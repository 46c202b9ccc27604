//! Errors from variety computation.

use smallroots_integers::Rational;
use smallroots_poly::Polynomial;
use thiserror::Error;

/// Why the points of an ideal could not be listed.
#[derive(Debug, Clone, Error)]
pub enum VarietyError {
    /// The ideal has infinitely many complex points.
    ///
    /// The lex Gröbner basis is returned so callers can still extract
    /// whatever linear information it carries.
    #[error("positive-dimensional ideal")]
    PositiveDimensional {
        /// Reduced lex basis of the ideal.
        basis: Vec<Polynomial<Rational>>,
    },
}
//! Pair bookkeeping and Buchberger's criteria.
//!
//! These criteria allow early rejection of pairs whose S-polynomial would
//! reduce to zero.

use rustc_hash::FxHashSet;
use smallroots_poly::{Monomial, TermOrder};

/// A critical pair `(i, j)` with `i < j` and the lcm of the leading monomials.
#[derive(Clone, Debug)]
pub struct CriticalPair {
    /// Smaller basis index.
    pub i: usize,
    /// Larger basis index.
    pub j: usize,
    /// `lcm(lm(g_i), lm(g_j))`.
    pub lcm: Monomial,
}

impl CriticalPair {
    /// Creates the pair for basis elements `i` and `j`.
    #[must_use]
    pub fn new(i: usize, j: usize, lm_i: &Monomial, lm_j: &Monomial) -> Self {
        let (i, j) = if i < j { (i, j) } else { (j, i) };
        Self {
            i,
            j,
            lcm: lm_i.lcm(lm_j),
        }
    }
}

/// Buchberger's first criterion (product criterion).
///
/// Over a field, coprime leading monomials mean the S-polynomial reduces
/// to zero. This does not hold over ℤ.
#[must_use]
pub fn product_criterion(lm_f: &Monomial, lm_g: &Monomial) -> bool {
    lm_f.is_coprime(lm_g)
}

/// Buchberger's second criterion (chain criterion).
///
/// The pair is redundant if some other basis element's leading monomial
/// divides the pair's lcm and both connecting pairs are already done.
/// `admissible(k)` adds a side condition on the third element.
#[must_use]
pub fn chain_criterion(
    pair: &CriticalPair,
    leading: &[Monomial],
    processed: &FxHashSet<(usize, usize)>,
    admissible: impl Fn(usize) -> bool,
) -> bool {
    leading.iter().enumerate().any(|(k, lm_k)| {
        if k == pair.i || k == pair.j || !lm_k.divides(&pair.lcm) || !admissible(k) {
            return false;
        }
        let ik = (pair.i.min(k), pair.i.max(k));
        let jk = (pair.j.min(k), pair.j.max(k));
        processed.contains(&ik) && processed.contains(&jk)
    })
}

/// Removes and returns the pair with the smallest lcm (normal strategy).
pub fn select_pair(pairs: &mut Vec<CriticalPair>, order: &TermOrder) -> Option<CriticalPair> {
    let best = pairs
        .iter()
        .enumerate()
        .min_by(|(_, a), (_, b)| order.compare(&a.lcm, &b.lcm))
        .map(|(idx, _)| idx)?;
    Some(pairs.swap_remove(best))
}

※ ※ ※

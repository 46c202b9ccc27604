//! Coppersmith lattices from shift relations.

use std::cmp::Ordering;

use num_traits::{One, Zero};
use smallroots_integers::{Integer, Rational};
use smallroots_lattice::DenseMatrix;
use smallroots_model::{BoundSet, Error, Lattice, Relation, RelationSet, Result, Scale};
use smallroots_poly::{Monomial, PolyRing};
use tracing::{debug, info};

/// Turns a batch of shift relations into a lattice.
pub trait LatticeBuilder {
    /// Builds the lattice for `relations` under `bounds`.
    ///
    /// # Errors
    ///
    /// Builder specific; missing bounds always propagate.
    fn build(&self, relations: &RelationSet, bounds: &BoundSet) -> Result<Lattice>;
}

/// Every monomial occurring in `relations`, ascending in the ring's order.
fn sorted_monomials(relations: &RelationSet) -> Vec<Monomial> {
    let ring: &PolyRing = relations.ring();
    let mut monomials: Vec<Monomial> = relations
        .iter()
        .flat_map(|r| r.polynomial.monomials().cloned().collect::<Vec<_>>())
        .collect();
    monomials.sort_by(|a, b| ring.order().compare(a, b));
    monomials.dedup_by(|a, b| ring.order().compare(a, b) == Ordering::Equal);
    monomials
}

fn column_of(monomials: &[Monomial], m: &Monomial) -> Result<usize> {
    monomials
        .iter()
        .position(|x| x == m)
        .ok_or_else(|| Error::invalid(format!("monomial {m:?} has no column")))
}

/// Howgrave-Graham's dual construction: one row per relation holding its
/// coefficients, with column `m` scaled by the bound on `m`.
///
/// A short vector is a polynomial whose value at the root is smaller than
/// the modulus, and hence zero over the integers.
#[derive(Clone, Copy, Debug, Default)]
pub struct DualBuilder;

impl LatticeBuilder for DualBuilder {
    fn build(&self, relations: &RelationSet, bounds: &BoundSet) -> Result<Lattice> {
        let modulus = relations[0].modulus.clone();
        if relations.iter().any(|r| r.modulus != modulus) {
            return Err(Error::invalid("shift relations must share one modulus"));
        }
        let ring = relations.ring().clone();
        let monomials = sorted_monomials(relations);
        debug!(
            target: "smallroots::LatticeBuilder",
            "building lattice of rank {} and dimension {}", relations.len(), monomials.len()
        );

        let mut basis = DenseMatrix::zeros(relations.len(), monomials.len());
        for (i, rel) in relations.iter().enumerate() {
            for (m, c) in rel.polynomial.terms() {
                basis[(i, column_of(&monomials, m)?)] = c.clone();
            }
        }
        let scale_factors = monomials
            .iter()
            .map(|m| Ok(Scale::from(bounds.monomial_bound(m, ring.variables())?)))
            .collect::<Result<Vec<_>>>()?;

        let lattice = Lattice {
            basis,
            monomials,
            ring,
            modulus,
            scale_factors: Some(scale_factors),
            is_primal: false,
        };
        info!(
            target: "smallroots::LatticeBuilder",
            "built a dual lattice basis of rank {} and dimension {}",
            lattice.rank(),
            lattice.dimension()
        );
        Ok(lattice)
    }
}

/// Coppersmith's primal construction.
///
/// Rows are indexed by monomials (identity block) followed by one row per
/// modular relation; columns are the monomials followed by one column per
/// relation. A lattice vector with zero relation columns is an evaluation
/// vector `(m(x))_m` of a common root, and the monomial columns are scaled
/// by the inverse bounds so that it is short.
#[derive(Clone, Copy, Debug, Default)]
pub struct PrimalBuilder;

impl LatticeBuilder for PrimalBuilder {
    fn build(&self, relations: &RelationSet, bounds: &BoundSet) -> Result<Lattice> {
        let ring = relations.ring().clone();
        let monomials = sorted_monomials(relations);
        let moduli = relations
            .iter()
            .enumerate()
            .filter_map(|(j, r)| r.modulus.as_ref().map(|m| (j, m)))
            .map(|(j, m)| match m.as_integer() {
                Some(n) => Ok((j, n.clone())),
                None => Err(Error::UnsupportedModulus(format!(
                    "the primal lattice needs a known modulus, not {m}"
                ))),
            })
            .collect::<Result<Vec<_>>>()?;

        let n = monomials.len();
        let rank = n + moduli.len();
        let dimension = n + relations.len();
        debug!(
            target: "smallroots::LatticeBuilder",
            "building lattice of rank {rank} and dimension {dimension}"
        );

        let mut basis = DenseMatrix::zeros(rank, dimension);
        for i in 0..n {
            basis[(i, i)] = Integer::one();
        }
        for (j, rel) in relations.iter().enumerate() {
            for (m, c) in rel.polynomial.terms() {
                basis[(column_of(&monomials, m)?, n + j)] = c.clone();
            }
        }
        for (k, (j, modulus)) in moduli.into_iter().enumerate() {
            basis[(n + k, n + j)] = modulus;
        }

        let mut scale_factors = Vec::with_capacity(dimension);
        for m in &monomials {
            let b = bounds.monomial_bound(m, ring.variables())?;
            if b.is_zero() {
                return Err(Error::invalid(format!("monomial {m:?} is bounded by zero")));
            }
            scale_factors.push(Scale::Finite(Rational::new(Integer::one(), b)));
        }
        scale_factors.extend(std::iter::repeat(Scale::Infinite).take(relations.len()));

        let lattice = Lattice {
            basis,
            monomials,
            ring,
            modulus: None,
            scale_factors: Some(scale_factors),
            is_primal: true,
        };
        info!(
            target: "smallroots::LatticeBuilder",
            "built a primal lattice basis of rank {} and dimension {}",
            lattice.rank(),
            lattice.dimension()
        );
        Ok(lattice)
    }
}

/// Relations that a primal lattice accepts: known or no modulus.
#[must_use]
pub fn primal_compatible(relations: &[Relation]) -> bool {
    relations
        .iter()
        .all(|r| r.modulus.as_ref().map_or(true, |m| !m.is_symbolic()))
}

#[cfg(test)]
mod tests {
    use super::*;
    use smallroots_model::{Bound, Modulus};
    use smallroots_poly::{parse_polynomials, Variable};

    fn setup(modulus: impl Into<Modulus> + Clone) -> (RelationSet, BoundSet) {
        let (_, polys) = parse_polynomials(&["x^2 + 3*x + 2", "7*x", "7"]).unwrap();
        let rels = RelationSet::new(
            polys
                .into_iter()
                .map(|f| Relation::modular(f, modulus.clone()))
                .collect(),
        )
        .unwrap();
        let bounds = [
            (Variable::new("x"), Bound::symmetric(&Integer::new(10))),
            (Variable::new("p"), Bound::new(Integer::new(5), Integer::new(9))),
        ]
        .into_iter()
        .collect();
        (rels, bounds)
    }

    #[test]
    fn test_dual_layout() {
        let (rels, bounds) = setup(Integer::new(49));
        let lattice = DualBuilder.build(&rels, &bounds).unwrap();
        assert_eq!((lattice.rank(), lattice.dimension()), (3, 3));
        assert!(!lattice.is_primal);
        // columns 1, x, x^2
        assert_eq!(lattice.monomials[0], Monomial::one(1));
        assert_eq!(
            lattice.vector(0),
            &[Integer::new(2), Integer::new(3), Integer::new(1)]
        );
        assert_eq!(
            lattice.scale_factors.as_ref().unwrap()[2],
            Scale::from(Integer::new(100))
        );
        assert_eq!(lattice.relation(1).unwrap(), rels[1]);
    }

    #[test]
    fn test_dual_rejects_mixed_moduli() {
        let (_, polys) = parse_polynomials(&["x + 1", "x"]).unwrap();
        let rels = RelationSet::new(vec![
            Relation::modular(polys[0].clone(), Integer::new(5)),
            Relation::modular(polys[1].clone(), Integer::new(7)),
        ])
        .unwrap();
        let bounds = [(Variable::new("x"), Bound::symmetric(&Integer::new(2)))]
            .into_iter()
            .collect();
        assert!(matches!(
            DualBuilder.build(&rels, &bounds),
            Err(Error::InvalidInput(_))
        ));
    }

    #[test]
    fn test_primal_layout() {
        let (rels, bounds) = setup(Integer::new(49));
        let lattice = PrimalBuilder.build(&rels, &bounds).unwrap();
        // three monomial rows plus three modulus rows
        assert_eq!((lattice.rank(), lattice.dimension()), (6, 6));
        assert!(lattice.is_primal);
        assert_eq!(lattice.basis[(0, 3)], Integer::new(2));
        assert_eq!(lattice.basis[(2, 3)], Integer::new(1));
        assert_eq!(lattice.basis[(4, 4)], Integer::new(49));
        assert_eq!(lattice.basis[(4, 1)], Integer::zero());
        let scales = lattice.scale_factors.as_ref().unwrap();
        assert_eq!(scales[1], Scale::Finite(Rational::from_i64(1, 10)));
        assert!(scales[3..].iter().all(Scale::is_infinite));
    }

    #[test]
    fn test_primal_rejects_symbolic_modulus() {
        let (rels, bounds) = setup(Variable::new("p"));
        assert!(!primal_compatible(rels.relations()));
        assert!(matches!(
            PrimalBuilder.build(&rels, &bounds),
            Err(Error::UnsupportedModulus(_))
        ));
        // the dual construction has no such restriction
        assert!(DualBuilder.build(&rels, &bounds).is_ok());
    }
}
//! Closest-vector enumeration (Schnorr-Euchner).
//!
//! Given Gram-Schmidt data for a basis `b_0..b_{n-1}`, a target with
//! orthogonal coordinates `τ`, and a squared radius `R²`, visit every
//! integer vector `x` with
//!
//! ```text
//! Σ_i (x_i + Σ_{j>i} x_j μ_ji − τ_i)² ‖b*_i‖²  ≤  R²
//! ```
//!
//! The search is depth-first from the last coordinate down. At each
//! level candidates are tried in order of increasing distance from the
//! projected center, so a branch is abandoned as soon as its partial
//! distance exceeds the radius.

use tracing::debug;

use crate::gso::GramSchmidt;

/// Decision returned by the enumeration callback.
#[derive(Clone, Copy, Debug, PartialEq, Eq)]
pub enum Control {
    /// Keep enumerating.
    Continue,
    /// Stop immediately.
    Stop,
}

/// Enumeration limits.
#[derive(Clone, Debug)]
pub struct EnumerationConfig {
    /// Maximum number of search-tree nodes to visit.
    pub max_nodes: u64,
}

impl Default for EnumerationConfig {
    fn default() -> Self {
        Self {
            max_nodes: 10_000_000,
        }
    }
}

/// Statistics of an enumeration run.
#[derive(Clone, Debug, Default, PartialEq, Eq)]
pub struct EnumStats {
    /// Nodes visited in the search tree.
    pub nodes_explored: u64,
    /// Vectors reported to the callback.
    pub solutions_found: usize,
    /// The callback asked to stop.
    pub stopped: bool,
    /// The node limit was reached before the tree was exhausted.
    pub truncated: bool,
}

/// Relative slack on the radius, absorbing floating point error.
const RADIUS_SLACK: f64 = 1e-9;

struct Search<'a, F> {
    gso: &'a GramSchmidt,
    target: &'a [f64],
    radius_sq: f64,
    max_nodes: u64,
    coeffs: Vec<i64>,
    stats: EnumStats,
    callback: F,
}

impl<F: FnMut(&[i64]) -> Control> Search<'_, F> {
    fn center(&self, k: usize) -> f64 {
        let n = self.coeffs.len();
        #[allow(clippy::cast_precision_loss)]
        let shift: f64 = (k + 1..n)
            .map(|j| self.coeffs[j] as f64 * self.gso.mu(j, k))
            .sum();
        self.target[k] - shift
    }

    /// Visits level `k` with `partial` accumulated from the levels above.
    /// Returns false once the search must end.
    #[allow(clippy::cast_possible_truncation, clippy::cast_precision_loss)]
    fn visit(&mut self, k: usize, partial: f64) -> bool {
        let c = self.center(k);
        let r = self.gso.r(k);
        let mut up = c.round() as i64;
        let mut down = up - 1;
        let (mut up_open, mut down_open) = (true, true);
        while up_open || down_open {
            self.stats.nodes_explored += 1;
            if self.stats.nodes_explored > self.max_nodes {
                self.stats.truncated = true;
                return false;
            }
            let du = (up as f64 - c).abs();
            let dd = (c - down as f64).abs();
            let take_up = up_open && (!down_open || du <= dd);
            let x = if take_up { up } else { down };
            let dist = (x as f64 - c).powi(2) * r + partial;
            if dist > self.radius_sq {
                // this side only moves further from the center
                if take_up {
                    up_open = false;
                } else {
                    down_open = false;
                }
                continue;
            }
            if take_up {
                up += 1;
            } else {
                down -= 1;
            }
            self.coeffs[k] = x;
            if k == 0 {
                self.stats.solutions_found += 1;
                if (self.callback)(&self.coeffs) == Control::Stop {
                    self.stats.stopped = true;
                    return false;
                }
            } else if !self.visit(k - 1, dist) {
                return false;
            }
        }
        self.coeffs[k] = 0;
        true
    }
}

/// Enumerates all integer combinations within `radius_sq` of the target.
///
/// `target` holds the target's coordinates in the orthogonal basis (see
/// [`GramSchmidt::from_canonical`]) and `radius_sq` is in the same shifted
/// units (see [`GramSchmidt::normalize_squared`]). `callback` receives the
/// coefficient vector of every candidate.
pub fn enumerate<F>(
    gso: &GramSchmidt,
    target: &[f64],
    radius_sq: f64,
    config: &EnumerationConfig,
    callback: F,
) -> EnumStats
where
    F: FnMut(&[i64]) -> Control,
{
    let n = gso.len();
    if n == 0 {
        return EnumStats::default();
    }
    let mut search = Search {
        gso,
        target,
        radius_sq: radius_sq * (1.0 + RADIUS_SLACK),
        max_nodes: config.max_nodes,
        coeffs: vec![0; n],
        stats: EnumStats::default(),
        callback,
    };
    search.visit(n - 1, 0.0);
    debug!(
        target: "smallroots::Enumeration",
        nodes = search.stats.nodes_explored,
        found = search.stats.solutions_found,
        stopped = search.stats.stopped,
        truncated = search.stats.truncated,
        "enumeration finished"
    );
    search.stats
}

※ ※ ※

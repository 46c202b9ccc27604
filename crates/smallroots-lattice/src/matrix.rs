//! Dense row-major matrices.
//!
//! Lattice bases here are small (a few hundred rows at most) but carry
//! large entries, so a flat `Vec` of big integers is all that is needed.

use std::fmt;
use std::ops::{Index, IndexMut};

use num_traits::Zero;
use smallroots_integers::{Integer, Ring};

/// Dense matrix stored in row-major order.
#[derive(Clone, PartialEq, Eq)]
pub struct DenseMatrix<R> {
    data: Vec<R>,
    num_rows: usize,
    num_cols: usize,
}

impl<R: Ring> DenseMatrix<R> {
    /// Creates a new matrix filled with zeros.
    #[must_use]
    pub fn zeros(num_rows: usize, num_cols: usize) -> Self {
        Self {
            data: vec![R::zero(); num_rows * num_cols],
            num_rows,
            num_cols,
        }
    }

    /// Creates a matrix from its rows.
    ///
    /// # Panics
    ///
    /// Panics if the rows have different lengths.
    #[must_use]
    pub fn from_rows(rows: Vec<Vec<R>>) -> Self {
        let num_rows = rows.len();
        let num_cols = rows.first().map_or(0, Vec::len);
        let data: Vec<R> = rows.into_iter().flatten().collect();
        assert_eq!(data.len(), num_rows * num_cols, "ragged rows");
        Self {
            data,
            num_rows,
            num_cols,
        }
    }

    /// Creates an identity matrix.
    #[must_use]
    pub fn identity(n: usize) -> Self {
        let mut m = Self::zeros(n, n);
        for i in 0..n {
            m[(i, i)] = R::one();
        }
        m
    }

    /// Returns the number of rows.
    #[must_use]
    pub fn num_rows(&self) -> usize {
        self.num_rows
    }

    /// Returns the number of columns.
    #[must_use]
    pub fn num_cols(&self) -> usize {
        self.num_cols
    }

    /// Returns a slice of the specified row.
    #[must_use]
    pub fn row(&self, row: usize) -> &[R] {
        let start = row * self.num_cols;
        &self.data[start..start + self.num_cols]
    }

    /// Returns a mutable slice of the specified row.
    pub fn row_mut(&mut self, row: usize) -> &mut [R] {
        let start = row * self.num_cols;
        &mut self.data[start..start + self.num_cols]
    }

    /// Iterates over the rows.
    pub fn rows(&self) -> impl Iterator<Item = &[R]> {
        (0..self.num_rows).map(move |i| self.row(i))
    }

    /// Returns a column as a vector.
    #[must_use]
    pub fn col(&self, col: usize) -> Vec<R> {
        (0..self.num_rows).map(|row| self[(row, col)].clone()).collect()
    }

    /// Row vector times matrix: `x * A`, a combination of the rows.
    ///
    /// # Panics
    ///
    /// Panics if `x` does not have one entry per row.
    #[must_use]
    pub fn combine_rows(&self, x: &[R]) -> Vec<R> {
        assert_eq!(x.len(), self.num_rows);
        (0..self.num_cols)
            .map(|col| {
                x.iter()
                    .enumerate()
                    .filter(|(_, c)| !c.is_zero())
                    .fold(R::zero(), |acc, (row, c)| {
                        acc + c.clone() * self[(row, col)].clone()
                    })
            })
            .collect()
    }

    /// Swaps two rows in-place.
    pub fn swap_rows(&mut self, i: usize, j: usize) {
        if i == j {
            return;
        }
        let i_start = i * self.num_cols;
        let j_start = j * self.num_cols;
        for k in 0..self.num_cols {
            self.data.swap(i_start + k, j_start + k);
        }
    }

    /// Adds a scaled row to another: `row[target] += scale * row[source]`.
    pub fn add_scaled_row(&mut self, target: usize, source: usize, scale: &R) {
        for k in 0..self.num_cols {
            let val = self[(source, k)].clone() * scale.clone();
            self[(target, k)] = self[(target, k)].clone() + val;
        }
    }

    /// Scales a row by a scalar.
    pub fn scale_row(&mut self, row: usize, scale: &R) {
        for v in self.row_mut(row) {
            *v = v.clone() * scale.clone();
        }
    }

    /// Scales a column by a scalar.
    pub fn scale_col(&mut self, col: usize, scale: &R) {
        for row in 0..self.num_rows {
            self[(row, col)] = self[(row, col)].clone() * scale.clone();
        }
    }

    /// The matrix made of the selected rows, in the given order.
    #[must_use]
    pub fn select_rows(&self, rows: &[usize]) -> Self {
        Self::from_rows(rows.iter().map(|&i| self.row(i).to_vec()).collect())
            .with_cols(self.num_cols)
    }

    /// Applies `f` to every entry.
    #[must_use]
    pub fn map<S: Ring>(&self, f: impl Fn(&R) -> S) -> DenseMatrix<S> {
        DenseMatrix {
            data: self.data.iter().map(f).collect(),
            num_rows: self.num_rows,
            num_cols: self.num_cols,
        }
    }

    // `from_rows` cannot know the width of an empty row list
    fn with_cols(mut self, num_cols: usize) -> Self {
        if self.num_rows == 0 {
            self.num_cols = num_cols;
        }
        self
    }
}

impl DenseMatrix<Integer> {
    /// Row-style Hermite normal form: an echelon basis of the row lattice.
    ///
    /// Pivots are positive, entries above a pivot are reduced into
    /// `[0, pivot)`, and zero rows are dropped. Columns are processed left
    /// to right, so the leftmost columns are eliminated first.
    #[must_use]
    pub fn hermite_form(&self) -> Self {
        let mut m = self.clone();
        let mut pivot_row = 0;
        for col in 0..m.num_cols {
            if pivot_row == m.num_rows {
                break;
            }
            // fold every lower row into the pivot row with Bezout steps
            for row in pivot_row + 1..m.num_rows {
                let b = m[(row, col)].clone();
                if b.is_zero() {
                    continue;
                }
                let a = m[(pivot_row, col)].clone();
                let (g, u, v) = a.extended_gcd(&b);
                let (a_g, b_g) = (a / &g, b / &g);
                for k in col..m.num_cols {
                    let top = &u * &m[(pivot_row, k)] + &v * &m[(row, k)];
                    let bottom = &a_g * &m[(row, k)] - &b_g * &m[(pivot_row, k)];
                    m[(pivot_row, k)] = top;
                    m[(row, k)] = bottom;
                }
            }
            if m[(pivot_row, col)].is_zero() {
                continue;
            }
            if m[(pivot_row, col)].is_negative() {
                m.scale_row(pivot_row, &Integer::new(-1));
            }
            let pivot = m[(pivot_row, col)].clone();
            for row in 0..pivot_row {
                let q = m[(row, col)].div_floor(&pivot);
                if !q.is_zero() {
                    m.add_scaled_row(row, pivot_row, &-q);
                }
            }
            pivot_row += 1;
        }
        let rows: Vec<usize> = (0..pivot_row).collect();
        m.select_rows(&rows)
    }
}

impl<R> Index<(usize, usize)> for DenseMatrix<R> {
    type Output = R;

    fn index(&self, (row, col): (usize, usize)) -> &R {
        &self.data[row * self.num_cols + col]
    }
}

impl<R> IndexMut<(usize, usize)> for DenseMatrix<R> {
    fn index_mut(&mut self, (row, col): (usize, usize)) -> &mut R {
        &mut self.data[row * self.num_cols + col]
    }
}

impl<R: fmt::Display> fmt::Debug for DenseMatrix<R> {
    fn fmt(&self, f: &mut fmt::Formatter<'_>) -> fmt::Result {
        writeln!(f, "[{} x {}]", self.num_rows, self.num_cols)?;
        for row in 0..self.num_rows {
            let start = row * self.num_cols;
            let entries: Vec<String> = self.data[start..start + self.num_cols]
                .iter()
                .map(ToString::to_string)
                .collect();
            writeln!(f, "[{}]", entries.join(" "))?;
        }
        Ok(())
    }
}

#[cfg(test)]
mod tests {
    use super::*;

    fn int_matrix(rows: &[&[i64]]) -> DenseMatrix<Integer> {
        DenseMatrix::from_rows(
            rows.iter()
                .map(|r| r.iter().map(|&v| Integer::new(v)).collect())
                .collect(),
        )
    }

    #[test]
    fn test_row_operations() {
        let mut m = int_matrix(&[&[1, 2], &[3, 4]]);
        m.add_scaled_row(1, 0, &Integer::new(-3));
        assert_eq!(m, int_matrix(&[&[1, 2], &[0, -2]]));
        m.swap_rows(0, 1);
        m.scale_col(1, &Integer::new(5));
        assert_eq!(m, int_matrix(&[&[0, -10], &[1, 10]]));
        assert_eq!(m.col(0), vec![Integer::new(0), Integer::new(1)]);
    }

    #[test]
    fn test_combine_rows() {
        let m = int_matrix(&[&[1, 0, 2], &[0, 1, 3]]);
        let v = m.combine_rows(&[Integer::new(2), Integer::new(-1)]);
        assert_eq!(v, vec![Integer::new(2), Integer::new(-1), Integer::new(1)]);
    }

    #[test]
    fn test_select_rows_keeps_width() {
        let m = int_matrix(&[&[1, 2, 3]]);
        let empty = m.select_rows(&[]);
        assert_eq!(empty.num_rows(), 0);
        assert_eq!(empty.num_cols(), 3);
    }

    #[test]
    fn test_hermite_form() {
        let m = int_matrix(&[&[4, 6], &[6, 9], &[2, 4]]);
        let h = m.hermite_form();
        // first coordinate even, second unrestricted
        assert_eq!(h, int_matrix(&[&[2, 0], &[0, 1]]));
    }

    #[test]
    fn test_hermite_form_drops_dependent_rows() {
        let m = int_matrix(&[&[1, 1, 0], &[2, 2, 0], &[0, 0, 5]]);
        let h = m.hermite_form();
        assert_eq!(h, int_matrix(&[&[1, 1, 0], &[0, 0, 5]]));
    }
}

※ ※ ※

Return every line from the entries above that includes the word "specified".

**Task response:**
    /// Returns a slice of the specified row.
    /// Returns a mutable slice of the specified row.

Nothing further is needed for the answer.